Oui, ça l'est vraiment. Ça n'est pas une intention. De la même manière que moi à un degré moindre, je n'ai jamais respecté les castes qu'il y a dans la société française parce qu'il y en a vraiment. On me demande pourquoi depuis 25 ans, je joue avec des Arabes et des Gitans, c'est parce que ça ne se fait jamais. C'est aujourd'hui encore très cloisonné en particulier avec le monde gitan. Il y a très peu d'échanges. Gulabi de son côté, dans son pays, a brisé des tabous par rapport à la danse des femmes en public, par rapport au castes puisqu'elle a utilisé des musiciens d'autres castes. Et paradoxalement, elle a réussi à retourner cela parce que maintenant, la danse des femmes est un moyen de survie des gens de sa caste et en plus un des meilleurs porte-drapeau de l'image de la caste des charmeurs de serpent en Inde et à l'étranger. Elle a brisé des tabous et finalement, sa caste en a bénéficié. Je ne tiens jamais de discours politique. Mais tourner depuis aussi longtemps avec des musiciens arabes, Gitans et Français dans le même le spectacle et en le présentant de manière totalement naturelle, ce que c'est pour moi, je pense qu'il y a un message à l'intérieur de ça.
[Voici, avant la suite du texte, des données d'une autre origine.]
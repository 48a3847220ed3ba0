//
// Copyright 2017-2026 Hans W. Uhlig. All Rights Reserved.
//
// Licensed under the Apache License, Version 2.0 (the "License");
// you may not use this file except in compliance with the License.
// You may obtain a copy of the License at
//
//      http://www.apache.org/licenses/LICENSE-2.0
//
// Unless required by applicable law or agreed to in writing, software
// distributed under the License is distributed on an "AS IS" BASIS,
// WITHOUT WARRANTIES OR CONDITIONS OF ANY KIND, either express or implied.
// See the License for the specific language governing permissions and
// limitations under the License.
//

//! Server-side record of one live connection

use crate::{ClientId, ClientInfo, ClientState, Result, ServiceError};
use bytes::Bytes;
use std::net::SocketAddr;
use std::sync::atomic::{AtomicU8, AtomicU64, Ordering};
use std::sync::{Mutex, PoisonError};
use std::time::{Duration, Instant};
use tokio::io::{AsyncWrite, AsyncWriteExt};
use tokio_util::sync::{CancellationToken, WaitForCancellationFuture};
use tracing::{debug, instrument, trace};

/// Capacity of the opaque per-client extension region, in bytes.
pub const CUSTOM_DATA_SIZE: usize = 64;

type BoxedWriter = Box<dyn AsyncWrite + Send + Unpin>;

/// Fixed-capacity byte region owned by extension handlers.
#[derive(Debug)]
struct CustomData {
    bytes: [u8; CUSTOM_DATA_SIZE],
    len: Option<usize>,
}

/// One live connection.
///
/// The client exclusively owns the write half of its socket. The read half
/// belongs to the client's worker, which stops as soon as the client is
/// closed. Once the last `Arc<Client>` is dropped the socket is released.
pub struct Client {
    id: ClientId,
    peer_addr: SocketAddr,
    connected_at: Instant,
    writer: tokio::sync::Mutex<BoxedWriter>,
    closed: CancellationToken,
    state: AtomicU8,
    messages_received: AtomicU64,
    messages_sent: AtomicU64,
    custom_data: Mutex<CustomData>,
}

impl Client {
    /// Create a client around the write half of its connection.
    pub fn new<W>(id: ClientId, peer_addr: SocketAddr, writer: W) -> Self
    where
        W: AsyncWrite + Send + Unpin + 'static,
    {
        Self {
            id,
            peer_addr,
            connected_at: Instant::now(),
            writer: tokio::sync::Mutex::new(Box::new(writer)),
            closed: CancellationToken::new(),
            state: AtomicU8::new(ClientState::Connected.as_u8()),
            messages_received: AtomicU64::new(0),
            messages_sent: AtomicU64::new(0),
            custom_data: Mutex::new(CustomData {
                bytes: [0; CUSTOM_DATA_SIZE],
                len: None,
            }),
        }
    }

    /// Get the client ID
    pub fn id(&self) -> ClientId {
        self.id
    }

    /// Get the peer address
    pub fn peer_addr(&self) -> SocketAddr {
        self.peer_addr
    }

    /// Get when the client connected
    pub fn connected_at(&self) -> Instant {
        self.connected_at
    }

    /// Get the current state
    pub fn state(&self) -> ClientState {
        ClientState::from_u8(self.state.load(Ordering::Acquire))
    }

    /// Move to `state` unless the client already reached a terminal state.
    pub(crate) fn set_state(&self, state: ClientState) {
        let _ = self
            .state
            .fetch_update(Ordering::AcqRel, Ordering::Acquire, |current| {
                if ClientState::from_u8(current).is_terminal() {
                    None
                } else {
                    Some(state.as_u8())
                }
            });
    }

    /// Frames received from this client
    pub fn messages_received(&self) -> u64 {
        self.messages_received.load(Ordering::Relaxed)
    }

    /// Frames written to this client
    pub fn messages_sent(&self) -> u64 {
        self.messages_sent.load(Ordering::Relaxed)
    }

    pub(crate) fn record_received(&self) {
        self.messages_received.fetch_add(1, Ordering::Relaxed);
    }

    /// Get a snapshot of this client
    pub fn info(&self) -> ClientInfo {
        ClientInfo {
            id: self.id,
            state: self.state(),
            peer_addr: self.peer_addr,
            connected_at: self.connected_at,
            messages_received: self.messages_received(),
            messages_sent: self.messages_sent(),
        }
    }

    /// Store extension data, replacing anything stored before.
    pub fn set_custom_data(&self, data: &[u8]) -> Result<()> {
        if data.len() > CUSTOM_DATA_SIZE {
            return Err(ServiceError::CustomDataTooLarge {
                size: data.len(),
                capacity: CUSTOM_DATA_SIZE,
            });
        }
        let mut custom = self.custom_data.lock().unwrap_or_else(PoisonError::into_inner);
        custom.bytes[..data.len()].copy_from_slice(data);
        custom.len = Some(data.len());
        Ok(())
    }

    /// Extension data, or `None` if no handler has written any.
    pub fn custom_data(&self) -> Option<Bytes> {
        let custom = self.custom_data.lock().unwrap_or_else(PoisonError::into_inner);
        custom
            .len
            .map(|len| Bytes::copy_from_slice(&custom.bytes[..len]))
    }

    /// Write one encoded frame to the socket.
    ///
    /// Any failure, including a timeout, is reported as
    /// [`ServiceError::DeliverySendFailed`].
    #[instrument(skip(self, frame), fields(client_id = %self.id, len = frame.len()))]
    pub async fn write_frame(&self, frame: &Bytes, write_timeout: Duration) -> Result<()> {
        if self.is_closed() {
            return Err(ServiceError::DeliverySendFailed { client_id: self.id });
        }

        let write = async {
            let mut writer = self.writer.lock().await;
            writer.write_all(frame).await?;
            writer.flush().await
        };

        match tokio::time::timeout(write_timeout, write).await {
            Ok(Ok(())) => {
                self.messages_sent.fetch_add(1, Ordering::Relaxed);
                trace!("Frame written");
                Ok(())
            }
            Ok(Err(e)) => {
                debug!(error = %e, "Frame write failed");
                Err(ServiceError::DeliverySendFailed { client_id: self.id })
            }
            Err(_) => {
                debug!("Frame write timed out");
                Err(ServiceError::DeliverySendFailed { client_id: self.id })
            }
        }
    }

    /// Check whether the client has been closed
    pub fn is_closed(&self) -> bool {
        self.closed.is_cancelled()
    }

    /// Resolves once the client has been closed
    pub fn closed(&self) -> WaitForCancellationFuture<'_> {
        self.closed.cancelled()
    }

    /// Close the client: stop its worker and shut down the write side.
    ///
    /// Idempotent. A writer busy with a stalled send is left to be dropped
    /// with the client instead of waiting for it.
    pub async fn close(&self) {
        if self.closed.is_cancelled() {
            return;
        }
        self.closed.cancel();
        self.set_state(ClientState::Disconnected);
        if let Ok(mut writer) = self.writer.try_lock() {
            let _ = writer.shutdown().await;
        }
        debug!(client_id = %self.id, "Client closed");
    }
}

impl std::fmt::Debug for Client {
    fn fmt(&self, f: &mut std::fmt::Formatter<'_>) -> std::fmt::Result {
        f.debug_struct("Client")
            .field("id", &self.id)
            .field("peer_addr", &self.peer_addr)
            .field("state", &self.state())
            .field("connected_at", &self.connected_at)
            .finish()
    }
}

#[cfg(test)]
mod tests {
    use super::*;
    use tokio::io::AsyncReadExt;

    fn addr() -> SocketAddr {
        "127.0.0.1:40000".parse().unwrap()
    }

    #[test]
    fn test_custom_data() {
        let client = Client::new(ClientId::new(10), addr(), tokio::io::sink());
        assert_eq!(client.custom_data(), None);

        client.set_custom_data(b"psess-1").unwrap();
        assert_eq!(client.custom_data().unwrap().as_ref(), b"psess-1");

        client.set_custom_data(b"").unwrap();
        assert_eq!(client.custom_data().unwrap().as_ref(), b"");

        let err = client.set_custom_data(&[0u8; CUSTOM_DATA_SIZE + 1]).unwrap_err();
        assert!(matches!(err, ServiceError::CustomDataTooLarge { size: 65, .. }));
        assert_eq!(client.custom_data().unwrap().as_ref(), b"");
    }

    #[tokio::test]
    async fn test_write_frame() {
        let (writer, mut reader) = tokio::io::duplex(64);
        let client = Client::new(ClientId::new(10), addr(), writer);

        let frame = Bytes::from_static(&[0, 0, 0, 2, b'h', b'i']);
        client
            .write_frame(&frame, Duration::from_secs(1))
            .await
            .unwrap();
        assert_eq!(client.messages_sent(), 1);

        let mut buf = [0u8; 6];
        reader.read_exact(&mut buf).await.unwrap();
        assert_eq!(&buf, frame.as_ref());
    }

    #[tokio::test]
    async fn test_write_to_dropped_peer_fails() {
        let (writer, reader) = tokio::io::duplex(64);
        drop(reader);
        let client = Client::new(ClientId::new(12), addr(), writer);

        let err = client
            .write_frame(&Bytes::from_static(b"\0\0\0\0"), Duration::from_secs(1))
            .await
            .unwrap_err();
        assert!(matches!(
            err,
            ServiceError::DeliverySendFailed { client_id } if client_id == ClientId::new(12)
        ));
    }

    #[tokio::test]
    async fn test_stalled_write_times_out() {
        let (writer, _reader) = tokio::io::duplex(4);
        let client = Client::new(ClientId::new(13), addr(), writer);

        let frame = Bytes::from(vec![0u8; 64]);
        let result = client.write_frame(&frame, Duration::from_millis(50)).await;
        assert!(matches!(result, Err(ServiceError::DeliverySendFailed { .. })));
    }

    #[tokio::test]
    async fn test_close_is_idempotent() {
        let (writer, mut reader) = tokio::io::duplex(64);
        let client = Client::new(ClientId::new(11), addr(), writer);

        client.close().await;
        client.close().await;
        assert!(client.is_closed());
        assert_eq!(client.state(), ClientState::Disconnected);
        client.closed().await;

        let mut buf = Vec::new();
        assert_eq!(reader.read_to_end(&mut buf).await.unwrap(), 0);

        let result = client
            .write_frame(&Bytes::from_static(b"\0\0\0\0"), Duration::from_secs(1))
            .await;
        assert!(result.is_err());
    }

    #[tokio::test]
    async fn test_disconnected_state_is_terminal() {
        let client = Client::new(ClientId::new(14), addr(), tokio::io::sink());
        client.set_state(ClientState::Reading);
        assert_eq!(client.state(), ClientState::Reading);

        client.close().await;
        client.set_state(ClientState::Reading);
        client.set_state(ClientState::Dispatching);
        assert_eq!(client.state(), ClientState::Disconnected);
        assert_eq!(client.info().state, ClientState::Disconnected);
    }
}
//
// Copyright 2017-2026 Hans W. Uhlig. All Rights Reserved.
//
// Licensed under the Apache License, Version 2.0 (the "License");
// you may not use this file except in compliance with the License.
// You may obtain a copy of the License at
//
//      http://www.apache.org/licenses/LICENSE-2.0
//
// Unless required by applicable law or agreed to in writing, software
// distributed under the License is distributed on an "AS IS" BASIS,
// WITHOUT WARRANTIES OR CONDITIONS OF ANY KIND, either express or implied.
// See the License for the specific language governing permissions and
// limitations under the License.
//

//! Core types for the Broadsock hub

use std::fmt;
use std::net::SocketAddr;
use std::time::{Duration, Instant};

/// Exit status used when the session lifecycle asks the process to terminate.
pub const TERMINATION_EXIT_CODE: i32 = 0xDEAD;

/// Unique identifier for a client (monotonically increasing, never reused)
#[derive(Debug, Clone, Copy, PartialEq, Eq, Hash, PartialOrd, Ord)]
pub struct ClientId(u64);

impl ClientId {
    /// Create a new client ID
    pub fn new(id: u64) -> Self {
        Self(id)
    }

    /// Get the underlying u64 value
    pub fn as_u64(&self) -> u64 {
        self.0
    }
}

impl fmt::Display for ClientId {
    fn fmt(&self, f: &mut fmt::Formatter<'_>) -> fmt::Result {
        write!(f, "client-{}", self.0)
    }
}

/// Client state (stored as atomic u8 for lock-free state management)
#[derive(Debug, Clone, Copy, PartialEq, Eq)]
#[repr(u8)]
pub enum ClientState {
    /// Registered and waiting for the next frame
    Connected = 0,
    /// A frame is being read
    Reading = 1,
    /// A frame is being handled and fanned out
    Dispatching = 2,
    /// Evicted; terminal
    Disconnected = 3,
}

impl ClientState {
    /// Convert from u8 (for atomic operations)
    pub fn from_u8(value: u8) -> Self {
        match value {
            0 => Self::Connected,
            1 => Self::Reading,
            2 => Self::Dispatching,
            _ => Self::Disconnected,
        }
    }

    /// Convert to u8 (for atomic operations)
    pub fn as_u8(self) -> u8 {
        self as u8
    }

    /// Check if the client is in its terminal state
    pub fn is_terminal(self) -> bool {
        matches!(self, Self::Disconnected)
    }
}

impl fmt::Display for ClientState {
    fn fmt(&self, f: &mut fmt::Formatter<'_>) -> fmt::Result {
        match self {
            Self::Connected => write!(f, "connected"),
            Self::Reading => write!(f, "reading"),
            Self::Dispatching => write!(f, "dispatching"),
            Self::Disconnected => write!(f, "disconnected"),
        }
    }
}

/// Client information snapshot (for non-blocking queries)
#[derive(Debug, Clone)]
pub struct ClientInfo {
    /// Client ID
    pub id: ClientId,
    /// Current state
    pub state: ClientState,
    /// Peer address
    pub peer_addr: SocketAddr,
    /// When the client connected
    pub connected_at: Instant,
    /// Frames received from this client
    pub messages_received: u64,
    /// Frames written to this client
    pub messages_sent: u64,
}

impl ClientInfo {
    /// Get the connection duration
    pub fn duration(&self) -> Duration {
        self.connected_at.elapsed()
    }
}

/// Why a server stopped running
#[derive(Debug, Clone, Copy, PartialEq, Eq)]
pub enum ExitReason {
    /// `shutdown()` was called locally
    Shutdown,
    /// The session lifecycle requested termination
    Terminated,
}

impl ExitReason {
    /// Process exit status for this reason
    pub fn exit_code(self) -> i32 {
        match self {
            ExitReason::Shutdown => 0,
            ExitReason::Terminated => TERMINATION_EXIT_CODE,
        }
    }
}

/// Server snapshot for non-blocking debug information
#[derive(Debug, Clone)]
pub struct ServerSnapshot {
    /// Number of live clients
    pub active_clients: usize,
    /// Total clients accepted since server start
    pub total_clients: u64,
    /// Connections rejected because the hub was full
    pub rejected_clients: u64,
    /// Server bind address
    pub bind_address: SocketAddr,
    /// Server uptime
    pub uptime: Duration,
    /// Server start time
    pub started_at: Instant,
}

impl fmt::Display for ServerSnapshot {
    fn fmt(&self, f: &mut fmt::Formatter<'_>) -> fmt::Result {
        write!(
            f,
            "BroadsockServer {{ active: {}, total: {}, rejected: {}, addr: {}, uptime: {:?} }}",
            self.active_clients,
            self.total_clients,
            self.rejected_clients,
            self.bind_address,
            self.uptime
        )
    }
}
Vous sentez-vous appartenir au grand courant de la world music ?
Commercialement, oui je le sais bien. Mais pas du tout dans ma démarche. Certes ma musique est métissée, mon langage l'est aussi. Je ne suis pas plus touché par les musiques métissées que par les musiques d'un style très pur. On entend beaucoup de musiques métissées qui sont stériles, artificielles. Ce qu'il faut, c'est que ce soit habité. Ce qui est important, c'est qu'entre ce qu'on a dans le cœur et le moyen qu'on choisit pour l'exprimer, il y ait une cohérence. Ma musique est métissée parce que ma vie l'est. La valeur, c'est l'authenticité du discours.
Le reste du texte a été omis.